Hamed Khorsand: Okay. And then as far as the — your commentary about the sequential improvement, what gives you the confidence that you could see that further into Q3 and Q4 given the hiccup that happened in January.

Dhrupad Trivedi: Yes. So I mean, I think that’s a good question. And we — I think if you connect back, right, our sales cycle is 6 to 8 months, typically in big deals, it’s on the longer side. And that is the reason why when we were looking at Q4 pipeline and projected like deals coming out and when and which customers and region, that is when we have started seeing concern about Q1 and the environment, right? So right now, when we look at our customer mix and pipeline as it is projected out into Q3, Q4, certainly Q3, we have higher confidence that, that is based on a broad set of customers and solutions and not driven by one region or one product per se, right? So I think as we have continued to diversify with more security-led sales we think that, that continues to add to our confidence where a lot of the wins could be in EMEA or Asia or Japan, right, as well.

Operator: Our next question comes from Ana Odometer your line is now open.
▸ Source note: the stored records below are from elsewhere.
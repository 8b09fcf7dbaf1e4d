//! glyph565 CLI - convert font spritesheets into raw RGB565 glyph atlases
//!
//! With no arguments, converts the embedded-graphics 9x18 font sheets in the
//! current directory into `.raw` atlases for firmware to `include_bytes!`.

use clap::Parser;
use std::path::PathBuf;
use std::process::ExitCode;

use glyph565_cli::commands::convert::{self, ConvertOptions};
use glyph565_cli::jobs::{builtin_jobs, parse_pair, AtlasJob, BUILTIN_REMEDIATION};
use glyph565_core::bmp::DEFAULT_HEADER_SIZE;
use glyph565_core::{BmpLayout, GridSpec};

/// glyph565 - Font spritesheet to RGB565 glyph atlas converter
#[derive(Parser, Debug)]
#[command(name = "glyph565")]
#[command(author, version, about, long_about = None)]
struct Cli {
    /// Directory holding the built-in font sheets
    #[arg(short, long, default_value = ".")]
    dir: PathBuf,

    /// Convert a single custom spritesheet instead of the built-in fonts
    #[arg(short, long, requires = "cell", requires = "grid")]
    input: Option<PathBuf>,

    /// Glyph cell size in pixels, e.g. 9x18
    #[arg(long, value_parser = parse_pair, requires = "input")]
    cell: Option<(u32, u32)>,

    /// Grid size in cells (columns x rows), e.g. 16x12
    #[arg(long, value_parser = parse_pair, requires = "input")]
    grid: Option<(u32, u32)>,

    /// Atlas output path (default: input with a .raw extension)
    #[arg(short, long, requires = "input")]
    output: Option<PathBuf>,

    /// Read pre-converted RGB565 BMP files instead of decoding images
    #[arg(long)]
    bmp: bool,

    /// Bytes of BMP header to skip before the pixel payload (at least 30,
    /// since width and height are read from the header)
    #[arg(long, default_value_t = DEFAULT_HEADER_SIZE)]
    header_size: usize,

    /// Also write a PNG preview of each atlas
    #[arg(long)]
    preview: bool,

    /// Output machine-readable JSON (no colored output)
    #[arg(long)]
    json: bool,
}

impl Cli {
    fn jobs(&self) -> Vec<AtlasJob> {
        match (&self.input, self.cell, self.grid) {
            (Some(input), Some((cw, ch)), Some((cols, rows))) => {
                let mut job = AtlasJob::new(input, GridSpec::new(cw, ch, cols, rows));
                if let Some(output) = &self.output {
                    job = job.with_output(output);
                }
                vec![job]
            }
            _ => builtin_jobs(&self.dir, if self.bmp { "bmp" } else { "png" }),
        }
    }

    fn options(&self) -> ConvertOptions {
        ConvertOptions {
            bmp_layout: self
                .bmp
                .then(|| BmpLayout::with_header_size(self.header_size)),
            preview: self.preview,
            json: self.json,
            remediation: if self.input.is_none() {
                BUILTIN_REMEDIATION.iter().map(|s| s.to_string()).collect()
            } else {
                Vec::new()
            },
        }
    }
}

fn main() -> ExitCode {
    let cli = Cli::parse();

    let result = convert::run(&cli.jobs(), &cli.options());

    match result {
        Ok(code) => code,
        Err(e) => {
            eprintln!("{}: {:#}", colored::Colorize::red("error"), e);
            ExitCode::from(1)
        }
    }
}

#[cfg(test)]
mod tests {
    use super::*;
    use std::path::Path;

    #[test]
    fn test_cli_no_args_uses_builtin_fonts() {
        let cli = Cli::try_parse_from(["glyph565"]).unwrap();
        let jobs = cli.jobs();
        assert_eq!(jobs.len(), 2);
        assert_eq!(jobs[0].input, Path::new("./font_9x18.png"));
        assert_eq!(jobs[1].output, Path::new("./font_9x18_bold.raw"));
        assert_eq!(cli.options().remediation.len(), 2);
        assert!(cli.options().bmp_layout.is_none());
    }

    #[test]
    fn test_cli_parses_custom_input() {
        let cli = Cli::try_parse_from([
            "glyph565", "--input", "sheet.png", "--cell", "8x8", "--grid", "16x8", "--output",
            "out.bin",
        ])
        .unwrap();
        let jobs = cli.jobs();
        assert_eq!(jobs.len(), 1);
        assert_eq!(jobs[0].grid, GridSpec::new(8, 8, 16, 8));
        assert_eq!(jobs[0].output, Path::new("out.bin"));
        assert!(cli.options().remediation.is_empty());
    }

    #[test]
    fn test_cli_input_requires_geometry() {
        let err = Cli::try_parse_from(["glyph565", "--input", "sheet.png"]).unwrap_err();
        assert!(err.to_string().contains("--cell"));
    }

    #[test]
    fn test_cli_rejects_bad_pair() {
        assert!(Cli::try_parse_from([
            "glyph565", "--input", "a.png", "--cell", "nine", "--grid", "1x1"
        ])
        .is_err());
    }

    #[test]
    fn test_cli_bmp_header_size() {
        let cli = Cli::try_parse_from(["glyph565", "--bmp", "--header-size", "54"]).unwrap();
        assert_eq!(cli.options().bmp_layout, Some(BmpLayout::with_header_size(54)));
        assert_eq!(cli.jobs()[0].input, Path::new("./font_9x18.bmp"));

        let cli = Cli::try_parse_from(["glyph565", "--bmp"]).unwrap();
        assert_eq!(cli.options().bmp_layout, Some(BmpLayout::default()));
    }
}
Please go ahead.

Q – Unidentified Analyst: All right. Good afternoon. This is Stefan Gianni. So it’s strong. Can you go over…

Dhrupad Trivedi: Very well. Yes.

Q – Unidentified Analyst: My first question is, has the customer sentiment change over the past couple of weeks.

Dhrupad Trivedi: So yes, let me see if I can answer the question. Customer sentiment behavior over the last number of weeks. So entering into Q2, have we seen a change. I’d say what we have seen is a little bit more clarity around budget cycle. I think as we walked through Q1, we were having a difficult time on visibility into customers’ budgeting cycles just because of delays in their own processes. I think now we’re seeing a lot more clarity and visibility also to Hamid’s point, what’s different now versus the last quarter. I think we have a little bit better visibility. We think the pipeline is shaping up pretty nicely to deliver on our internal plans over the next few quarters. But that’s really the biggest shift that we’ve seen this quarter. It’s just a little bit more visibility and clarity coming out of the budget cycles our customers have gone through…

Brian Becker: Yes. And I think, Brian, a good point. And just to add, typically, we would have had that clarity in January or February, but with a lot of the customers themselves going through size reduction and other events, those got pushed out to where there was not that clarity is that normal time, right? And we are seeing a little more of that now.

Q – Unidentified Analyst: And can you speak about your capital allocation priorities?

Dhrupad Trivedi: Sure. Unchanged really largely. We continue to look at our priorities. We want to fund organic growth, first and foremost. We’re looking long term to ensure that we continue to hit the growth targets that we’ve outlined in our Investor Day presentation back in February of 2022. Obviously, things are shaping up a little bit differently in this year. But again, investing in organic growth is first priority. Second is to return value to shareholders and employees through repurchases and dividends, which continues. As I mentioned, Board approved another $0.06 dividend for this quarter. And then lastly, we’re always being opportunistic about what we do with our cash on hand.

Q – Unidentified Analyst: Thank you.

Operator: At this time, we have no further questions. So I’ll hand back to Drew Patravedi for any further remarks.

Dhrupad Trivedi: Thank you, and thank you to all of our shareholders for joining us today and for your ongoing support. Thanks.

Operator: Thank you for joining today’s call. You may now disconnect your lines.